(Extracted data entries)
□ □ □ □ □ □ □

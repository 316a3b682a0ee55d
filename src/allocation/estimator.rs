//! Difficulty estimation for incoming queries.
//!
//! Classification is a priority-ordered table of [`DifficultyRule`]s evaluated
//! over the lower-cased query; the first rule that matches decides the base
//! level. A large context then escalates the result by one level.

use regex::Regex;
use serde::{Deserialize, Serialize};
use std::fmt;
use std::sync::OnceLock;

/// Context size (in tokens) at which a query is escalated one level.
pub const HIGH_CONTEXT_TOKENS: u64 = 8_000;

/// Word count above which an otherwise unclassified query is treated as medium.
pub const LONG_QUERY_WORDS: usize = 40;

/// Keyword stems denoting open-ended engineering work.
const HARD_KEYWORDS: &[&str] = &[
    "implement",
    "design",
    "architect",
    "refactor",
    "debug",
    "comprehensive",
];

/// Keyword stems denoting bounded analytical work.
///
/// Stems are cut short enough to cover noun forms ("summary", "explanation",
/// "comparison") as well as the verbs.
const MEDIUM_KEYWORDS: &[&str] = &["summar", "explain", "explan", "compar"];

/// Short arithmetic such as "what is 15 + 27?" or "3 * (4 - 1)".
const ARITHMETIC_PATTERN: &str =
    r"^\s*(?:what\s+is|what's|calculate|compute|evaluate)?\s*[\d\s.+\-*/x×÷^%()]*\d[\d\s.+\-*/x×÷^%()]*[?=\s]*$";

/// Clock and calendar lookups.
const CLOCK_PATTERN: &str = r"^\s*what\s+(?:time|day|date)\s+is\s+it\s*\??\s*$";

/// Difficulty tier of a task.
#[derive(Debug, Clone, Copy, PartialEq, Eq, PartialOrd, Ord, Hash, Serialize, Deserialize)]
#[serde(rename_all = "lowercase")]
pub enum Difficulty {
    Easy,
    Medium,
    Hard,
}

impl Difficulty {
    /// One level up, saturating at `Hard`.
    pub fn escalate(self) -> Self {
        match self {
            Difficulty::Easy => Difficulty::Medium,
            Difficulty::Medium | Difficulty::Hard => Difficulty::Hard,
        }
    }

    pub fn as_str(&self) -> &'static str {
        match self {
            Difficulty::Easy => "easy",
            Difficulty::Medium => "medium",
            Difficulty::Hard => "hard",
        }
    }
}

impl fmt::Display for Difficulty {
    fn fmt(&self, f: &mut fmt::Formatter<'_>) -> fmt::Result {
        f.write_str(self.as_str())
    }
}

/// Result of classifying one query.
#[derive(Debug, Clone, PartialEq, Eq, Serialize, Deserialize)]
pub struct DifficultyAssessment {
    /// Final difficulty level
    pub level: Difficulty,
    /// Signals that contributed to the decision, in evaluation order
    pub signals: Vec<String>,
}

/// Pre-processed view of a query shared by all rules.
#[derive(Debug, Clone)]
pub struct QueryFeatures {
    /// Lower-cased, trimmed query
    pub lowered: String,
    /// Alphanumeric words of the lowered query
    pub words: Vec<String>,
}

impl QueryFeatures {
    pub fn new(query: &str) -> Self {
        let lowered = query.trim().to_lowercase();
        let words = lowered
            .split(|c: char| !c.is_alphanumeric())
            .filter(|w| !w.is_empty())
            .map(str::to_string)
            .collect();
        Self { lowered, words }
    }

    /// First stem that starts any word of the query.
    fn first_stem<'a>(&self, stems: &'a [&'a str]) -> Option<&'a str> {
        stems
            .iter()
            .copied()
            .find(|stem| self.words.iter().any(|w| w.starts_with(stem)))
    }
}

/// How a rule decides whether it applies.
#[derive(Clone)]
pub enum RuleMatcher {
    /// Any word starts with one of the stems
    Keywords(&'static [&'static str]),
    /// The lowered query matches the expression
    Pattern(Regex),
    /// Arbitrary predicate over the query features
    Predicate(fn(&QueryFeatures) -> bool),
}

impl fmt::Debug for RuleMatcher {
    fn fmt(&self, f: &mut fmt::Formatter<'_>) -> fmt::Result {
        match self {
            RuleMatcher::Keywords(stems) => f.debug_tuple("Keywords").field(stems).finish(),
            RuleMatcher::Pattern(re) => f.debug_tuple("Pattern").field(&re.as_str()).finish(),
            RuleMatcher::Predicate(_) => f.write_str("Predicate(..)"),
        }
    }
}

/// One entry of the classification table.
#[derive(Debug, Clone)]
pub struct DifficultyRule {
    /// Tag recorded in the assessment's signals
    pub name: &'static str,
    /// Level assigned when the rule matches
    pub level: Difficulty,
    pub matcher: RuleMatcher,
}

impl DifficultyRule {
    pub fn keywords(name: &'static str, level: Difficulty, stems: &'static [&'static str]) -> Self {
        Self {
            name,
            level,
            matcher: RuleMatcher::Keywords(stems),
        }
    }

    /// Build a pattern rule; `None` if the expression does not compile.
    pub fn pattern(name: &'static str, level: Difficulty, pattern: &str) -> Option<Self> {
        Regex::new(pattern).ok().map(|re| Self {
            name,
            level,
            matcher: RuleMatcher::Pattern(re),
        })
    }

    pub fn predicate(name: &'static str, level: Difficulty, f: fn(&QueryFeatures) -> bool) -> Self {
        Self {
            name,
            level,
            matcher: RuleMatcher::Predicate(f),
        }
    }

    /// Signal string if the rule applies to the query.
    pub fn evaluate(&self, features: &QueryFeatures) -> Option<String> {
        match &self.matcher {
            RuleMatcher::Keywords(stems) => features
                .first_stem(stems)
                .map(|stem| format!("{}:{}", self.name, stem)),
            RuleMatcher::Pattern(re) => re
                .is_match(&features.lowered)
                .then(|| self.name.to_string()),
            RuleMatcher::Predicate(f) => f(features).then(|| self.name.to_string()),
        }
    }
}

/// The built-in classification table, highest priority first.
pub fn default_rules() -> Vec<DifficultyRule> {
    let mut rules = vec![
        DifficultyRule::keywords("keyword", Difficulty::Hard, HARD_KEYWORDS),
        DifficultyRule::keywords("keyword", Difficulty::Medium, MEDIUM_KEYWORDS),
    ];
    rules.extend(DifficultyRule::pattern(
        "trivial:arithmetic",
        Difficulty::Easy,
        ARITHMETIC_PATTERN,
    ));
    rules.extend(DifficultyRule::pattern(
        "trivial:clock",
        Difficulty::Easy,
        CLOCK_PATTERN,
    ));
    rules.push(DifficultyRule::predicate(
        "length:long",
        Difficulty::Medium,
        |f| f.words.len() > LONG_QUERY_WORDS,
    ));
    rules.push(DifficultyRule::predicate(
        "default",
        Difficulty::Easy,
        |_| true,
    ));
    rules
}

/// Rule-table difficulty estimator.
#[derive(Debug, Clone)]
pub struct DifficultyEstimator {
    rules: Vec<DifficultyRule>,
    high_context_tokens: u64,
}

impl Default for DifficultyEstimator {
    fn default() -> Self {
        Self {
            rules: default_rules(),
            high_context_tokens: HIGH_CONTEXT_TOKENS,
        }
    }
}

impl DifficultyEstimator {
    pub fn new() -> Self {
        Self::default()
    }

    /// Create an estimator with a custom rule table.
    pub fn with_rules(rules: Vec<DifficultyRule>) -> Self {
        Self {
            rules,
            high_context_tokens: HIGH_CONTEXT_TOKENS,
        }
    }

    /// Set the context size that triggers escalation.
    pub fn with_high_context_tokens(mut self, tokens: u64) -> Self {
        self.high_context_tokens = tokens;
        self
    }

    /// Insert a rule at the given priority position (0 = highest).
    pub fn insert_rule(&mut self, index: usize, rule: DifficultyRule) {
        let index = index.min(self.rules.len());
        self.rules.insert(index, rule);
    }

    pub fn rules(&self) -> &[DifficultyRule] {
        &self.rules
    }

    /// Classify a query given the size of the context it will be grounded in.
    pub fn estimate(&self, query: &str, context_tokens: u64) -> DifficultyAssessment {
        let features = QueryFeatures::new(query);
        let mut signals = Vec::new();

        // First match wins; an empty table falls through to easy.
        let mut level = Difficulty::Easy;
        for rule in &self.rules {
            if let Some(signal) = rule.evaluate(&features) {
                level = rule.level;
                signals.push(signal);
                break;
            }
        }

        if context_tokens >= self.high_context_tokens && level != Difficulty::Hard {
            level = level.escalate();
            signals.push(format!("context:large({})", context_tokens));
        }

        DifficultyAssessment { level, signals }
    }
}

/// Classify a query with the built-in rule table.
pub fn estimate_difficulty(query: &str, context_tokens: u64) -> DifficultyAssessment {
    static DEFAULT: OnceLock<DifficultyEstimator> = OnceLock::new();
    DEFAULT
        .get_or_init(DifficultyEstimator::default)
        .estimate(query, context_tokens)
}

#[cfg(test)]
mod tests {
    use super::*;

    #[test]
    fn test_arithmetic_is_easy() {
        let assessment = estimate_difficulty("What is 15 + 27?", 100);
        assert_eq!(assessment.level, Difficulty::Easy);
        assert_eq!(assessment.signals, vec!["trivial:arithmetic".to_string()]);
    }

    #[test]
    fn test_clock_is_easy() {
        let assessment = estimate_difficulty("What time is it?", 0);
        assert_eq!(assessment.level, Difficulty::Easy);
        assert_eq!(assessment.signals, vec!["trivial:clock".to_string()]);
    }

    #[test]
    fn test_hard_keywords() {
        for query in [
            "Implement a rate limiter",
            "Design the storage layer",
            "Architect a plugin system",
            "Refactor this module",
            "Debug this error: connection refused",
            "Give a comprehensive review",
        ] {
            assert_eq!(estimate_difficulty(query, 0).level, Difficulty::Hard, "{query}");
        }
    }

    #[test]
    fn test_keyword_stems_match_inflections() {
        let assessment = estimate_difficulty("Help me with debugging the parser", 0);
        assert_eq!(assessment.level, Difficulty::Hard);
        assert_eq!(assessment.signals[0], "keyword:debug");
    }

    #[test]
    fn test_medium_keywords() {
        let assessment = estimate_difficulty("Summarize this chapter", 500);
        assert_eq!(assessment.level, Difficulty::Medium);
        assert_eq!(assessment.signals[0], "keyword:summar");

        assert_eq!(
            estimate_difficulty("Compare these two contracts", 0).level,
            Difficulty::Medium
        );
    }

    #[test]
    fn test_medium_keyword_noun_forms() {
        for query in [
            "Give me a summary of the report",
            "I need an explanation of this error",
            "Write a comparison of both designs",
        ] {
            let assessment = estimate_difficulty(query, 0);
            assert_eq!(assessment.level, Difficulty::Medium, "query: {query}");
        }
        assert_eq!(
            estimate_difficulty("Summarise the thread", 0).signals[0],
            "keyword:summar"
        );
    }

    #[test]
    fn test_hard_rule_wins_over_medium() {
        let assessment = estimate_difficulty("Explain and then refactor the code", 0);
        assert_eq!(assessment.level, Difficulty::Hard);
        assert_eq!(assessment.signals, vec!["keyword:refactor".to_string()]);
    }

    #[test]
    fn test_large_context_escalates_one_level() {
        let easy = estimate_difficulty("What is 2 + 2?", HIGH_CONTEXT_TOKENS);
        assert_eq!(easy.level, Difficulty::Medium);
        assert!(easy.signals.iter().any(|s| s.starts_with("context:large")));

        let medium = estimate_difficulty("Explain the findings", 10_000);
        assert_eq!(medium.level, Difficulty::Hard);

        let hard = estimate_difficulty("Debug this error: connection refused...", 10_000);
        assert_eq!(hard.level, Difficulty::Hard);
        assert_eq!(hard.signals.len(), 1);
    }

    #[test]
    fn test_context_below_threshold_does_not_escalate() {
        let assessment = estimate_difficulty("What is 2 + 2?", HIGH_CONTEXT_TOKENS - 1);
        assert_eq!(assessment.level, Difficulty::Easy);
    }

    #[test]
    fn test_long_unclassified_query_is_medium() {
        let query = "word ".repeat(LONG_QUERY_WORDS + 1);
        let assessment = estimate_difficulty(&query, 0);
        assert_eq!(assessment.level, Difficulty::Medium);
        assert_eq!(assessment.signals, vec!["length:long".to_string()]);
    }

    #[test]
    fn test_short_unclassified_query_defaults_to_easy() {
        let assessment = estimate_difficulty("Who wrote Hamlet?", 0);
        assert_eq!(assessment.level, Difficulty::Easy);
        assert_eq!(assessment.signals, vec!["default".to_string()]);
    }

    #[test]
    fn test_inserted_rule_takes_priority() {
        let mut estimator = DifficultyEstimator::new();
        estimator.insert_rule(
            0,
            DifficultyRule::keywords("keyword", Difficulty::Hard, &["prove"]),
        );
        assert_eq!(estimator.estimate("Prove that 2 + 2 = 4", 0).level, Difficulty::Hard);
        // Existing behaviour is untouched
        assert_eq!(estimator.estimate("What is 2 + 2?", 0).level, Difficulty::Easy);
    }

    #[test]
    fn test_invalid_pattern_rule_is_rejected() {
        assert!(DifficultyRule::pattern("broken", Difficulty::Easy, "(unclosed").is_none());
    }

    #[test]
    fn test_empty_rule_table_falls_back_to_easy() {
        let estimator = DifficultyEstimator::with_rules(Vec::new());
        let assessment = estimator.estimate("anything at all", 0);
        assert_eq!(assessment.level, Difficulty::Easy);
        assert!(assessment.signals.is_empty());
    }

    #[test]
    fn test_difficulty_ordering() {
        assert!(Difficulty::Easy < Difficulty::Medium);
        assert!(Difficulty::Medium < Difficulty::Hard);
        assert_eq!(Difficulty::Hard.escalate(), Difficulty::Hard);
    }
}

□ □ □ □ □ □ □

Assigned task. Your answer must be the lines above, unchanged, from the first one through the line that holds "escalated one level.", inclusive, and no others.

Output of the exercise.
repository 316a3b682a0ee55d
filename src/allocation/estimator.rs
//! Difficulty estimation for incoming queries.
//!
//! Classification is a priority-ordered table of [`DifficultyRule`]s evaluated
//! over the lower-cased query; the first rule that matches decides the base
//! level. A large context then escalates the result by one level.

use regex::Regex;
use serde::{Deserialize, Serialize};
use std::fmt;
use std::sync::OnceLock;

/// Context size (in tokens) at which a query is escalated one level.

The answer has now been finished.